The Argentine has worked miracles in his five years in north London, and look at what he has had to overcome this season. No money, no signings, no stadium, and a huge World Cup contingent worn-out before the season even began.

Even in the Champions League, they really should not have escaped out of their group, and were on the brink against both Manchester City and Ajax.


Chairman Daniel Levy and owner Joe Lewis have helped put the club in a position where now, suddenly, they are sitting above Arsenal, to the utter delight of their fans.

But Pochettino is the one who has made it come to fruition.

I remember mingling with a few Spurs players when they were here in Australia for the International Champions Cup and you could just see the way he connected with his players; there was harmony and trust. His legacy runs deep through the club, beyond the first team players.

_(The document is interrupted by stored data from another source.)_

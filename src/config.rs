//! Timing configuration for the election and replication drivers.
//!
//! The teacher's own `Config` (`src/server/mod.rs` in the original
//! `rusty_raft` tree) hardcoded every one of these as a module constant
//! and left a `TODO: Many of these should be overwritable by Config`.
//! This is that TODO, finished: every timing constant from spec section 5
//! lives here instead, with a `Default` that reproduces the original
//! values exactly.

use std::time::Duration;

use crate::error::RaftError;

/// Tunable timing parameters for a single Raft peer.
///
/// All durations are independent per peer; nothing here is shared state,
/// so differing configs across a cluster are legal (though matching
/// `heartbeat_interval`/election ranges across peers is what the protocol
/// assumes in practice).
#[derive(Debug, Clone)]
pub struct RaftConfig {
    /// Lower bound (inclusive) of the randomized election timeout range.
    pub election_timeout_min: Duration,
    /// Upper bound (exclusive) of the randomized election timeout range.
    pub election_timeout_max: Duration,
    /// How often a leader re-sends `AppendEntries` to an idle peer.
    pub heartbeat_interval: Duration,
    /// Poll resolution of the election driver.
    pub election_tick: Duration,
    /// Poll resolution of the replication driver.
    pub replication_tick: Duration,
}

impl Default for RaftConfig {
    fn default() -> Self {
        RaftConfig {
            election_timeout_min: Duration::from_millis(200),
            election_timeout_max: Duration::from_millis(400),
            heartbeat_interval: Duration::from_millis(100),
            election_tick: Duration::from_millis(5),
            replication_tick: Duration::from_millis(2),
        }
    }
}

impl RaftConfig {
    /// Checks the invariants the drivers assume hold.
    pub fn validate(&self) -> Result<(), RaftError> {
        if self.election_timeout_min >= self.election_timeout_max {
            return Err(RaftError::InvalidConfig(
                "election_timeout_min must be strictly less than election_timeout_max".into(),
            ));
        }
        if self.election_timeout_min.is_zero() {
            return Err(RaftError::InvalidConfig(
                "election_timeout_min must be non-zero".into(),
            ));
        }
        if self.heartbeat_interval.is_zero() {
            return Err(RaftError::InvalidConfig(
                "heartbeat_interval must be non-zero".into(),
            ));
        }
        if self.election_tick.is_zero() || self.replication_tick.is_zero() {
            return Err(RaftError::InvalidConfig(
                "driver tick resolutions must be non-zero".into(),
            ));
        }
        Ok(())
    }
}
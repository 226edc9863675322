//! httpclient - a small fluent request builder over reqwest
//!
//! Configure method, URL, headers, cookies, timeout, query parameters and a
//! body (raw, URL-encoded form or single-file multipart), then execute the
//! request or save the response to a file.
//!
//! ```no_run
//! use httpclient::RequestBuilder;
//! use std::time::Duration;
//!
//! # async fn example() -> httpclient::Result<()> {
//! let body = RequestBuilder::new("https://example.com/search", "GET")
//!     .with_headers([("Accept", "text/html")])
//!     .with_query_params([("q", "rust")])
//!     .with_timeout(Duration::from_secs(5))
//!     .execute()
//!     .await?;
//! println!("{} bytes", body.len());
//! # Ok(())
//! # }
//! ```

pub mod cli;
pub mod config;
pub mod error;
pub mod exit_code;
pub mod http;
pub mod logging;
pub mod utils;

pub use error::{HttpClientError, Result};
pub use http::{Cookie, RequestBuilder};

/// Version information
pub const VERSION: &str = env!("CARGO_PKG_VERSION");
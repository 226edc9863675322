//! Parsing and filesystem helpers shared by the builder and the CLI

use crate::error::{HttpClientError, Result};
use std::path::{Path, PathBuf};
use std::time::Duration;
use url::Url;

/// URL helpers
pub struct UrlUtils;

impl UrlUtils {
    /// Parse a command-line URL, assuming `http://` when no scheme is given
    pub fn validate_url(input: &str) -> Result<Url> {
        let url_str = if input.contains("://") {
            input.to_string()
        } else {
            format!("http://{}", input)
        };

        Url::parse(&url_str)
            .map_err(|e| HttpClientError::InvalidUrl(format!("Invalid URL '{}': {}", input, e)))
    }
}

/// File system utilities
pub struct FileUtils;

impl FileUtils {
    /// Expand a leading `~` to the home directory
    pub fn expand_path(path: &str) -> Result<PathBuf> {
        let Some(rest) = path.strip_prefix('~') else {
            return Ok(PathBuf::from(path));
        };
        let home_dir = dirs::home_dir().ok_or_else(|| {
            HttpClientError::Config("Cannot determine home directory".to_string())
        })?;
        Ok(home_dir.join(rest.trim_start_matches(['/', '\\'])))
    }

    /// Check that `path` is an existing regular file that can be opened
    pub fn check_file_readable(path: &Path) -> Result<()> {
        if !path.exists() {
            return Err(HttpClientError::FileNotFound(format!(
                "File not found: {:?}",
                path
            )));
        }

        if !path.is_file() {
            return Err(HttpClientError::Config(format!(
                "Path is not a file: {:?}",
                path
            )));
        }

        std::fs::File::open(path).map_err(|e| {
            HttpClientError::PermissionDenied(format!("Cannot read file {:?}: {}", path, e))
        })?;

        Ok(())
    }
}

/// String utilities
pub struct StringUtils;

impl StringUtils {
    /// Parse a `Name: value` header line
    pub fn parse_header(input: &str) -> Result<(String, String)> {
        match input.split_once(':') {
            Some((key, value)) if !key.trim().is_empty() => {
                Ok((key.trim().to_string(), value.trim().to_string()))
            }
            _ => Err(HttpClientError::Config(format!(
                "Invalid header format: '{}'. Expected 'key: value'",
                input
            ))),
        }
    }

    /// Parse a `key=value` pair; the value may be empty or contain `=`
    pub fn parse_pair(input: &str) -> Result<(String, String)> {
        match input.split_once('=') {
            Some((key, value)) if !key.is_empty() => Ok((key.to_string(), value.to_string())),
            _ => Err(HttpClientError::Config(format!(
                "Invalid pair format: '{}'. Expected 'key=value'",
                input
            ))),
        }
    }

    /// Parse timeout values (supports suffixes like 's', 'm', 'h').
    ///
    /// Zero is rejected since every request would time out immediately.
    pub fn parse_timeout(input: &str) -> Result<Duration> {
        let (number_part, multiplier) = if let Some(stripped) = input.strip_suffix('s') {
            (stripped, 1)
        } else if let Some(stripped) = input.strip_suffix('m') {
            (stripped, 60)
        } else if let Some(stripped) = input.strip_suffix('h') {
            (stripped, 3600)
        } else if input.bytes().all(|b| b.is_ascii_digit()) {
            (input, 1)
        } else {
            return Err(HttpClientError::Config(format!(
                "Invalid timeout format: '{}'. Use number with optional suffix (s/m/h)",
                input
            )));
        };

        let number: u64 = number_part.parse().map_err(|_| {
            HttpClientError::Config(format!("Invalid timeout number: '{}'", number_part))
        })?;
        let seconds = number.checked_mul(multiplier).ok_or_else(|| {
            HttpClientError::Config(format!("Timeout too large: '{}'", input))
        })?;
        if seconds == 0 {
            return Err(HttpClientError::Config(
                "Timeout must be greater than zero".to_string(),
            ));
        }

        Ok(Duration::from_secs(seconds))
    }
}
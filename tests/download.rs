use httpclient::{HttpClientError, RequestBuilder};
use tempfile::tempdir;
use wiremock::matchers::{method, path};
use wiremock::{Mock, MockServer, ResponseTemplate};

fn can_bind_localhost() -> bool {
    std::net::TcpListener::bind("127.0.0.1:0").is_ok()
}

#[cfg_attr(miri, ignore)]
#[tokio::test]
async fn test_download_creates_missing_directories() {
    if !can_bind_localhost() {
        return;
    }

    let server = MockServer::start().await;
    Mock::given(method("GET"))
        .and(path("/archive.tar"))
        .respond_with(ResponseTemplate::new(200).set_body_bytes(vec![1u8, 2, 3, 4]))
        .mount(&server)
        .await;

    let dir = tempdir().expect("tempdir");
    let destination = dir.path().join("a").join("b").join("c").join("archive.tar");

    RequestBuilder::new(format!("{}/archive.tar", server.uri()), "GET")
        .download_file(&destination)
        .await
        .expect("download should succeed");

    assert_eq!(std::fs::read(&destination).expect("read"), vec![1u8, 2, 3, 4]);
}

#[cfg_attr(miri, ignore)]
#[tokio::test]
async fn test_download_truncates_existing_file() {
    if !can_bind_localhost() {
        return;
    }

    let server = MockServer::start().await;
    Mock::given(method("GET"))
        .and(path("/short"))
        .respond_with(ResponseTemplate::new(200).set_body_string("new"))
        .mount(&server)
        .await;

    let dir = tempdir().expect("tempdir");
    let destination = dir.path().join("file.txt");
    std::fs::write(&destination, "a much longer previous body").expect("seed file");

    RequestBuilder::new(format!("{}/short", server.uri()), "GET")
        .download_file(&destination)
        .await
        .expect("download should succeed");

    assert_eq!(std::fs::read_to_string(&destination).expect("read"), "new");
}

#[cfg_attr(miri, ignore)]
#[tokio::test]
async fn test_download_propagates_request_failure() {
    let port = match std::net::TcpListener::bind("127.0.0.1:0") {
        Ok(listener) => listener.local_addr().expect("addr").port(),
        Err(_) => return,
    };

    let dir = tempdir().expect("tempdir");
    let parent = dir.path().join("never-created");
    let destination = parent.join("out.bin");

    let err = RequestBuilder::new(format!("http://127.0.0.1:{}/file", port), "GET")
        .download_file(&destination)
        .await
        .expect_err("unreachable server");

    assert!(matches!(err, HttpClientError::Http(_)));
    assert!(!destination.exists());
    assert!(!parent.exists());
}

#[cfg_attr(miri, ignore)]
#[tokio::test]
async fn test_download_reports_unwritable_destination() {
    if !can_bind_localhost() {
        return;
    }

    let server = MockServer::start().await;
    Mock::given(method("GET"))
        .and(path("/data"))
        .respond_with(ResponseTemplate::new(200).set_body_string("data"))
        .mount(&server)
        .await;

    let dir = tempdir().expect("tempdir");
    let blocker = dir.path().join("blocker");
    std::fs::write(&blocker, "a file, not a directory").expect("seed file");

    let err = RequestBuilder::new(format!("{}/data", server.uri()), "GET")
        .download_file(blocker.join("out.txt"))
        .await
        .expect_err("parent is a file");
    assert!(matches!(err, HttpClientError::Io(_)));
}
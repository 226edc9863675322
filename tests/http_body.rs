use httpclient::http::{RequestBody, FORM_URLENCODED};
use httpclient::RequestBuilder;
use tempfile::tempdir;
use wiremock::matchers::{body_string, header, method, path};
use wiremock::{Mock, MockServer, ResponseTemplate};

fn can_bind_localhost() -> bool {
    std::net::TcpListener::bind("127.0.0.1:0").is_ok()
}

#[cfg_attr(miri, ignore)]
#[tokio::test]
async fn test_raw_body_sent() {
    if !can_bind_localhost() {
        return;
    }

    let server = MockServer::start().await;
    Mock::given(method("PUT"))
        .and(path("/body"))
        .and(body_string("payload"))
        .respond_with(ResponseTemplate::new(200).set_body_string("ok"))
        .mount(&server)
        .await;

    let body = RequestBuilder::new(format!("{}/body", server.uri()), "PUT")
        .with_raw_data("payload")
        .execute()
        .await
        .expect("request should succeed");
    assert_eq!(body, b"ok");

    let requests = server.received_requests().await.expect("requests");
    assert_eq!(requests.len(), 1);
    assert!(requests[0].headers.get("content-type").is_none());
}

#[cfg_attr(miri, ignore)]
#[tokio::test]
async fn test_form_body_forces_post() {
    if !can_bind_localhost() {
        return;
    }

    let server = MockServer::start().await;
    Mock::given(method("POST"))
        .and(path("/form"))
        .and(header("content-type", FORM_URLENCODED))
        .and(body_string("name=rust+lang&tag=a%26b"))
        .respond_with(ResponseTemplate::new(201).set_body_string("created"))
        .mount(&server)
        .await;

    let body = RequestBuilder::new(format!("{}/form", server.uri()), "GET")
        .with_headers([("Content-Type", "text/plain")])
        .with_form_data([("name", "rust lang"), ("tag", "a&b")])
        .execute()
        .await
        .expect("request should succeed");
    assert_eq!(body, b"created");

    let requests = server.received_requests().await.expect("requests");
    assert_eq!(requests.len(), 1);
    assert_eq!(requests[0].headers.get_all("content-type").iter().count(), 1);
}

async fn upload_and_inspect(contents: &[u8]) {
    let server = MockServer::start().await;
    Mock::given(method("POST"))
        .and(path("/upload"))
        .respond_with(ResponseTemplate::new(200).set_body_string("stored"))
        .mount(&server)
        .await;

    let dir = tempdir().expect("tempdir");
    let source = dir.path().join("report.bin");
    std::fs::write(&source, contents).expect("write upload");

    let builder = RequestBuilder::new(format!("{}/upload", server.uri()), "GET")
        .with_file_data(&source, "document")
        .expect("attach file");
    let RequestBody::File(upload) = builder.body() else {
        panic!("expected file body");
    };
    let expected_len =
        upload.preamble().len() as u64 + contents.len() as u64 + upload.closing().len() as u64;
    assert_eq!(builder.content_length(), expected_len);

    let body = builder.execute().await.expect("request should succeed");
    assert_eq!(body, b"stored");

    let requests = server.received_requests().await.expect("requests");
    assert_eq!(requests.len(), 1);
    let request = &requests[0];

    let content_length = request
        .headers
        .get("content-length")
        .expect("content-length header")
        .to_str()
        .expect("ascii header");
    assert_eq!(content_length, expected_len.to_string());
    assert_eq!(request.body.len() as u64, expected_len);

    let content_type = request
        .headers
        .get("content-type")
        .expect("content-type header")
        .to_str()
        .expect("ascii header");
    assert_eq!(
        content_type,
        format!("multipart/form-data; boundary={}", upload.boundary())
    );

    let preamble = upload.preamble();
    let closing = upload.closing();
    assert!(request.body.starts_with(preamble.as_bytes()));
    assert!(request.body.ends_with(closing.as_bytes()));
    assert_eq!(
        &request.body[preamble.len()..request.body.len() - closing.len()],
        contents
    );
    assert!(preamble.contains("name=\"document\"; filename=\"report.bin\""));
}

#[cfg_attr(miri, ignore)]
#[tokio::test]
async fn test_multipart_upload_of_empty_file() {
    if !can_bind_localhost() {
        return;
    }
    upload_and_inspect(b"").await;
}

#[cfg_attr(miri, ignore)]
#[tokio::test]
async fn test_multipart_upload_of_multi_kb_file() {
    if !can_bind_localhost() {
        return;
    }
    let contents: Vec<u8> = (0..12 * 1024).map(|i| (i % 251) as u8).collect();
    upload_and_inspect(&contents).await;
}

#[cfg_attr(miri, ignore)]
#[tokio::test]
async fn test_multipart_ignores_user_content_length() {
    if !can_bind_localhost() {
        return;
    }

    let server = MockServer::start().await;
    Mock::given(method("POST"))
        .and(path("/upload"))
        .respond_with(ResponseTemplate::new(200).set_body_string("stored"))
        .mount(&server)
        .await;

    let dir = tempdir().expect("tempdir");
    let source = dir.path().join("notes.txt");
    std::fs::write(&source, "some file contents").expect("write upload");

    let builder = RequestBuilder::new(format!("{}/upload", server.uri()), "POST")
        .with_headers([("Content-Length", "1")])
        .with_file_data(&source, "notes")
        .expect("attach file");
    let expected_len = builder.content_length();

    let body = builder.execute().await.expect("request should succeed");
    assert_eq!(body, b"stored");

    let requests = server.received_requests().await.expect("requests");
    assert_eq!(requests.len(), 1);
    let lengths: Vec<_> = requests[0]
        .headers
        .get_all("content-length")
        .iter()
        .map(|value| value.to_str().expect("ascii header").to_string())
        .collect();
    assert_eq!(lengths, vec![expected_len.to_string()]);
    assert_eq!(requests[0].body.len() as u64, expected_len);
}
//! Logging initialization utilities.

use env_logger::Env;

/// Initialize logging with a default filter level; `RUST_LOG` still wins.
pub fn init(default_filter: &str) {
    let env = Env::default().default_filter_or(default_filter);
    // Already initialized (tests, embedding) is fine.
    let _ = env_logger::Builder::from_env(env).try_init();
}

Given what he has achieved, Pochettino can rightfully command any job on the planet, and I sense he’s got a burning desire to test himself.

That’s why this final, the biggest club game of football on the planet, is such a monumental milestone.

But coming into the match, Champions League miracles aside, Tottenham’s form has been quite lacklustre.

I actually think Tottenham may have preferred not to have played a club they are so familiar with – and they know Liverpool are in frightening form, despite just being pipped by Manchester City in that incredible Premier League title race.

Liverpool’s Premier League loss could impact them in one of two ways: either they’ll be even hungrier, or they’ll be too damaged and buckle under the weight of the pressure. I suspect it will be the former, but we won’t know for the first 10 or 20 minutes what kind of mood they’ll be in.

And that will be incredibly interesting.